А тем временем подрос и его младший брат, мой отец, тоже к художеству склонный. Родители к тому времени жили в Лепеле. Отец поехал в Москву, поступил в Рабфак и стал учиться и готовиться к поступлению в художественную академию. На пропитание ему приходилось зарабатывать самому. Был он худой, да еще в это время в студенческой среде «толстовством» увлекались. И он носил холщовую рубашку на вынос, мяса не ел. Даже фотография такая сохранилась. И вот где-то в 25 или 26 году, когда после смерти Ленина построили мавзолей, решил отец сходить посмотреть его. Стоит в длинной очереди, а несколько впереди стоит богатый господин, в котором сразу узнается иностранец, и все оглядывается и смотрит на него. И отец смотрит и кажется ему что-то знакомое есть в лице иностранца. Наконец незнакомец подошел и спрашивает, молодой человек, что вы все смотрите на меня? Отвечает, вы мне очень напоминаете моего брата, которого не видел, только фотокарточку видел. А как брата зовут? Урий. А ты Шеля!!! (У моего папы среди друзей было такое прозвище Шелли, из-за того, что он сочинял стихи и был вообще мечтательным юношей. Правда, к сожалению, не знаю почему именно и как это связано с Шелли. А имя было совсем другое - Израиль, но мама всю жизнь звала его Шеля, и я очень поздно узнала его настоящее имя. С именами вообще всегда была некая игра. Мама моя, Лия Менделевна, звалась на работе Елизавета Марковна, так вроде было произносимее для окружающих Ну мама и не протестовала. А папа был в нашем городе известным шахматистом. У нас всегда толклась молодежь, приходили у папы учиться, всякие партии гроссмейстеров разбирать. Так вот они его Называли Иван Маркович, тоже вроде удобнее. Поэтому я, как бы, привыкла с детства к разнообразию имен :)

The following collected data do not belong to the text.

use serde::{Deserialize, Serialize};

/// A data-version record, one per series, stored in the dedicated Version
/// table (spec.md §3).
#[derive(Debug, Clone, PartialEq, Eq, Serialize, Deserialize)]
pub struct Version {
    pub major: u32,
    pub minor: u32,
    pub patch: u32,
    #[serde(default, skip_serializing_if = "Option::is_none")]
    pub snapshot: Option<u32>,
    #[serde(default, skip_serializing_if = "Option::is_none")]
    pub database_version: Option<String>,
    pub date_of_creation: String,
    pub lang: String,
}

impl Version {
    pub const fn triple(&self) -> (u32, u32, u32) {
        (self.major, self.minor, self.patch)
    }

    /// True when `self` is strictly ahead of `other` by the (major, minor,
    /// patch) ordering used throughout the sync pipeline.
    pub fn is_newer_than(&self, other: &Version) -> bool {
        self.triple() > other.triple()
    }
}

/// The `version` field embedded in a manifest entry or a data file header,
/// before it has been paired with a language (spec.md §6.1, §6.2).
#[derive(Debug, Clone, PartialEq, Eq, Serialize, Deserialize)]
pub struct VersionHeader {
    pub major: u32,
    pub minor: u32,
    pub patch: u32,
    #[serde(default, skip_serializing_if = "Option::is_none")]
    pub database_version: Option<String>,
    pub date_of_creation: String,
}

impl VersionHeader {
    pub const fn triple(&self) -> (u32, u32, u32) {
        (self.major, self.minor, self.patch)
    }

    pub fn with_lang(self, lang: String) -> Version {
        Version {
            major: self.major,
            minor: self.minor,
            patch: self.patch,
            snapshot: None,
            database_version: self.database_version,
            date_of_creation: self.date_of_creation,
            lang,
        }
    }
}

/// One entry of the remote manifest: `manifest[series][majorVersion]` (spec.md §6.1).
#[derive(Debug, Clone, PartialEq, Eq, Serialize, Deserialize)]
pub struct ManifestEntry {
    pub major: u32,
    pub minor: u32,
    pub patch: u32,
    pub snapshot: u32,
    #[serde(default, skip_serializing_if = "Option::is_none")]
    pub database_version: Option<String>,
    pub date_of_creation: String,
}
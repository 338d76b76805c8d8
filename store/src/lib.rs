//! Embedded, transactional, multi-series keyed storage (spec.md §4.1).
//!
//! Backed by `sled`. Each series lives in its own (data, index) tree pair,
//! generation-suffixed so a full-table replace can be staged invisibly and
//! swapped in atomically; see [`store::Store::bulk_update`] and
//! DESIGN.md for why old generations are never garbage-collected.

mod envelope;
pub mod error;
mod generation;
mod index_key;
mod key;
mod lifecycle;
mod progress;
mod schema;
pub mod series;
mod series_trait;
mod store;

pub use envelope::Envelope;
pub use error::StoreError;
pub use lifecycle::State as LifecycleState;
pub use progress::{Progress, ProgressFn};
pub use schema::CURRENT_SCHEMA_VERSION;
pub use series_trait::{KanjiSeries, NameSeries, RadicalSeries, StoreSeries, WordSeries};
pub use store::{DropSpec, Store, DEFAULT_BATCH_SIZE};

Впрочем я отвлеклась. Так вот встретились они, и стали обниматься к изумлению окружающих: богатый дородный иностранец и бедный, ободранный худоба-студент. Ушли они из этой очереди, пошли в ресторан. Борис накормил его, и повел в универмаг. Одел отца с ног до головы во все новое, костюм, туфли и т.д... Бывают же такие встречи в жизни! А папа с тех пор стал носить нормальную одежду, ну то-есть толстовское опрощение осталось позади. Бродили они целый день по Москве, а на следующий день Урий уже уехал.

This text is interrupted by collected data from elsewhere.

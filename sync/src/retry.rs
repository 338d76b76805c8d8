use std::future::Future;
use std::time::Duration;

use tokio_util::sync::CancellationToken;
use tracing::warn;

use crate::backoff::Backoff;
use crate::error::SyncError;

/// How often `with_retry` re-polls [`Reachability::is_online`] while
/// waiting for connectivity to come back.
const OFFLINE_POLL_INTERVAL: Duration = Duration::from_secs(5);

/// Native stand-in for a browser's `online`/`offline` events (spec.md §4.6).
/// No network-reachability API is uniform across native targets, so the
/// default implementation always reports online; a consumer with access to
/// a real signal (e.g. a platform connectivity check) can supply its own.
/// Polled rather than awaited (no `wait_for_online` future) so the trait
/// stays free of async-fn-in-trait machinery.
pub trait Reachability: Send + Sync {
    fn is_online(&self) -> bool {
        true
    }
}

/// Always-online [`Reachability`] (spec.md §5 Open Question: no native
/// connectivity API is portable enough to bake in by default — see
/// `DESIGN.md`).
#[derive(Debug, Default, Clone, Copy)]
pub struct AlwaysOnline;

impl Reachability for AlwaysOnline {}

/// How many times a storage constraint-violation gets its own narrower
/// retry before giving up (spec.md §4.6 "retried via an idle-time scheduler
/// up to 2 times").
const CONSTRAINT_RETRY_LIMIT: u32 = 2;

/// Runs `op` under the retry policy in spec.md §4.6: offline waits for
/// [`Reachability::wait_for_online`], network-class errors back off per
/// [`Backoff`], a storage constraint-violation gets up to
/// [`CONSTRAINT_RETRY_LIMIT`] narrow retries, and anything else is
/// terminal. `on_retry(retry_count, next_delay)` is called before each
/// backoff sleep so a caller can surface it to the reducer/UI.
pub async fn with_retry<R, F, Fut>(
    reachability: &R,
    cancel: &CancellationToken,
    mut on_retry: impl FnMut(u32, Duration),
    mut op: F,
) -> Result<(), SyncError>
where
    R: Reachability,
    F: FnMut() -> Fut,
    Fut: Future<Output = Result<(), SyncError>>,
{
    let mut backoff = Backoff::new();
    let mut constraint_retries = 0u32;

    loop {
        while !reachability.is_online() {
            warn!("offline, waiting for connectivity before retrying");
            tokio::select! {
                biased;
                () = cancel.cancelled() => return Err(SyncError::Abort),
                () = tokio::time::sleep(OFFLINE_POLL_INTERVAL) => {}
            }
        }

        match op().await {
            Ok(()) => {
                backoff.reset();
                return Ok(());
            }
            Err(SyncError::Abort) => return Err(SyncError::Abort),
            Err(e) if e.is_constraint_violation() => {
                if constraint_retries >= CONSTRAINT_RETRY_LIMIT {
                    return Err(e);
                }
                constraint_retries += 1;
                continue;
            }
            Err(e) if e.retriable() => {
                let delay = backoff.next_delay();
                on_retry(backoff.retry_count(), delay);
                tokio::select! {
                    biased;
                    () = cancel.cancelled() => return Err(SyncError::Abort),
                    () = tokio::time::sleep(delay) => {}
                }
            }
            Err(e) => return Err(e),
        }
    }
}
//! The katakana-component fallback table (spec.md §4.5 bullet 4 of
//! `getKanji`'s component resolution): "if it is katakana (U+30A1..U+30FA),
//! emit `{c, na:[c], m:[localized \"katakana X\"]}`".

const FIRST: u32 = 0x30A1;
const LAST: u32 = 0x30FA;

/// Roman spelling for every katakana code point in `U+30A1..=U+30FA`, in
/// codepoint order.
const ROMAN: [&str; (LAST - FIRST + 1) as usize] = [
    "a", "a", "i", "i", "u", "u", "e", "e", "o", "o", "ka", "ga", "ki", "gi", "ku", "gu", "ke",
    "ge", "ko", "go", "sa", "za", "shi", "ji", "su", "zu", "se", "ze", "so", "zo", "ta", "da",
    "chi", "ji", "tsu", "tsu", "zu", "te", "de", "to", "do", "na", "ni", "nu", "ne", "no", "ha",
    "ba", "pa", "hi", "bi", "pi", "fu", "bu", "pu", "he", "be", "pe", "ho", "bo", "po", "ma", "mi",
    "mu", "me", "mo", "ya", "ya", "yu", "yu", "yo", "yo", "ra", "ri", "ru", "re", "ro", "wa", "wa",
    "wi", "we", "wo", "n", "vu", "ka", "ke", "va", "vi", "ve", "vo",
];

pub fn is_katakana(c: char) -> bool {
    (FIRST..=LAST).contains(&(c as u32))
}

fn roman(c: char) -> Option<&'static str> {
    let cp = c as u32;
    if !(FIRST..=LAST).contains(&cp) {
        return None;
    }
    Some(ROMAN[(cp - FIRST) as usize])
}

/// Languages with a baked-in label for katakana components (spec.md §4.5
/// bullet 4, §9 Open Question). `ja` gets `片仮名のX`; `en`/`es`/`pt`/`fr`
/// share the roman spelling (itself a loanword in each). Returns `(label,
/// recognized)`; `recognized = false` means the caller should log a warning
/// before falling through to the roman spelling (spec.md: "for unknown
/// languages... emit a warning and fall through to the roman spelling").
pub fn label(c: char, lang: &str) -> Option<(String, bool)> {
    let romanized = roman(c)?;
    let label = match lang {
        "ja" => format!("片仮名の{romanized}"),
        _ => format!("katakana {romanized}"),
    };
    let recognized = matches!(lang, "en" | "es" | "pt" | "fr" | "ja");
    Some((label, recognized))
}

#[cfg(test)]
mod tests {
    use super::*;

    #[test]
    fn table_covers_the_full_declared_range() {
        assert_eq!(ROMAN.len(), 90);
        assert!(is_katakana('ア'));
        assert!(is_katakana('ヺ'));
        assert!(!is_katakana('a'));
        assert!(!is_katakana('あ'));
    }

    #[test]
    fn ja_uses_the_localized_prefix() {
        let (label, recognized) = label('カ', "ja").unwrap();
        assert_eq!(label, "片仮名のka");
        assert!(recognized);
    }

    #[test]
    fn latin_languages_share_the_roman_spelling() {
        for lang in ["en", "es", "pt", "fr"] {
            let (label, recognized) = label('カ', lang).unwrap();
            assert_eq!(label, "katakana ka");
            assert!(recognized);
        }
    }

    #[test]
    fn unknown_language_falls_through_but_is_flagged_unrecognized() {
        let (label, recognized) = label('カ', "de").unwrap();
        assert_eq!(label, "katakana ka");
        assert!(!recognized);
    }

    #[test]
    fn non_katakana_characters_have_no_entry() {
        assert!(label('引', "en").is_none());
    }
}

В конце 30-х годов в Германии известно, какая становилась обстановка. И Урий с семьей переезжает в Америку. Но уже известным художником. Жили они там в большом доме с садом. И там уже до конца жизни и оставались. У меня сохранилось, к сожалению всего несколько фотографий работ дяди Урия. Это период модерна. Работы своеобразные в лаконичной манере, но очень выразительные. А папа после рабфака поступил в Академию Художеств в Питере, тоже на скульптурный. Учился в мастерской Манизера, жил в одной комнате с Вутетичем. Они всегда бедствовали, поэтому постоянно искали подработку, "халтура" это называлось. Папа как-то ловко умел находить небольшие заказы и они потом вместе группой из 4-х человек их выполняли. А Вутетич, каким-то образом ловко заказы эти сдавал, а потом выяснилось, что он ребят все время «надувал» при расчетах. На 4-ом курсе они с ним совсем рассорились. Ну а потом папа прошел все тяжести судьбы, какие выпали на долю всем в нашей стране.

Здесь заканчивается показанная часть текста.